Copy out each line of the data below in which the string "struct" appears.
***** Dataset entries
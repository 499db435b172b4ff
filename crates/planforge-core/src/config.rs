//! Editor tuning: grid, snapping, hit tolerances and history depth.

use crate::error::ConfigError;
use crate::history::MAX_UNDO_HISTORY;
use crate::snap::{ANGLE_SNAP_INCREMENT, GRID_SIZE, MAGNETIC_SNAP_THRESHOLD, SnapMode};
use serde::{Deserialize, Serialize};

/// Default hit tolerance around walls.
pub const WALL_TOLERANCE: f64 = 0.3;
/// Default hit tolerance added to a door/window's half width.
pub const OPENING_TOLERANCE: f64 = 0.3;
/// Default hit tolerance around furniture footprints.
pub const FURNITURE_TOLERANCE: f64 = 0.2;
/// Default hit tolerance added to a column's radius.
pub const COLUMN_TOLERANCE: f64 = 0.3;
/// Default hit tolerance around stair runs.
pub const STAIRS_TOLERANCE: f64 = 0.2;
/// Default hit tolerance around dimension lines.
pub const DIMENSION_TOLERANCE: f64 = 0.3;

/// Per-element-type hit tolerances in meters.
#[derive(Debug, Clone, Copy, PartialEq, Serialize, Deserialize)]
#[serde(default, rename_all = "camelCase")]
pub struct HitTolerances {
    pub wall: f64,
    pub opening: f64,
    pub furniture: f64,
    pub column: f64,
    pub stairs: f64,
    pub dimension: f64,
}

impl Default for HitTolerances {
    fn default() -> Self {
        Self {
            wall: WALL_TOLERANCE,
            opening: OPENING_TOLERANCE,
            furniture: FURNITURE_TOLERANCE,
            column: COLUMN_TOLERANCE,
            stairs: STAIRS_TOLERANCE,
            dimension: DIMENSION_TOLERANCE,
        }
    }
}

impl HitTolerances {
    /// Every tolerance replaced by one value.
    pub fn uniform(tolerance: f64) -> Self {
        Self {
            wall: tolerance,
            opening: tolerance,
            furniture: tolerance,
            column: tolerance,
            stairs: tolerance,
            dimension: tolerance,
        }
    }
}

#[derive(Debug, Clone, PartialEq, Serialize, Deserialize)]
#[serde(default, rename_all = "camelCase")]
pub struct EditorConfig {
    pub snap_mode: SnapMode,
    pub grid_size: f64,
    pub magnetic_threshold: f64,
    pub angle_increment_degrees: f64,
    pub history_limit: usize,
    pub hit_tolerances: HitTolerances,
}

impl Default for EditorConfig {
    fn default() -> Self {
        Self {
            snap_mode: SnapMode::default(),
            grid_size: GRID_SIZE,
            magnetic_threshold: MAGNETIC_SNAP_THRESHOLD,
            angle_increment_degrees: ANGLE_SNAP_INCREMENT,
            history_limit: MAX_UNDO_HISTORY,
            hit_tolerances: HitTolerances::default(),
        }
    }
}

impl EditorConfig {
    /// Parse a config document; missing keys take their defaults.
    pub fn from_json(json: &str) -> Result<Self, ConfigError> {
        let config: Self = serde_json::from_str(json)?;
        config.validate()?;
        Ok(config)
    }

    pub fn validate(&self) -> Result<(), ConfigError> {
        if !(self.grid_size > 0.0 && self.grid_size.is_finite()) {
            return Err(ConfigError::Invalid(format!(
                "gridSize must be positive, got {}",
                self.grid_size
            )));
        }
        if !(self.angle_increment_degrees > 0.0 && self.angle_increment_degrees.is_finite()) {
            return Err(ConfigError::Invalid(format!(
                "angleIncrementDegrees must be positive, got {}",
                self.angle_increment_degrees
            )));
        }
        if self.magnetic_threshold < 0.0 {
            return Err(ConfigError::Invalid(format!(
                "magneticThreshold must not be negative, got {}",
                self.magnetic_threshold
            )));
        }
        if self.history_limit == 0 {
            return Err(ConfigError::Invalid("historyLimit must be at least 1".to_string()));
        }
        Ok(())
    }
}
**********
Answer section —
pub struct HitTolerances {
pub struct EditorConfig {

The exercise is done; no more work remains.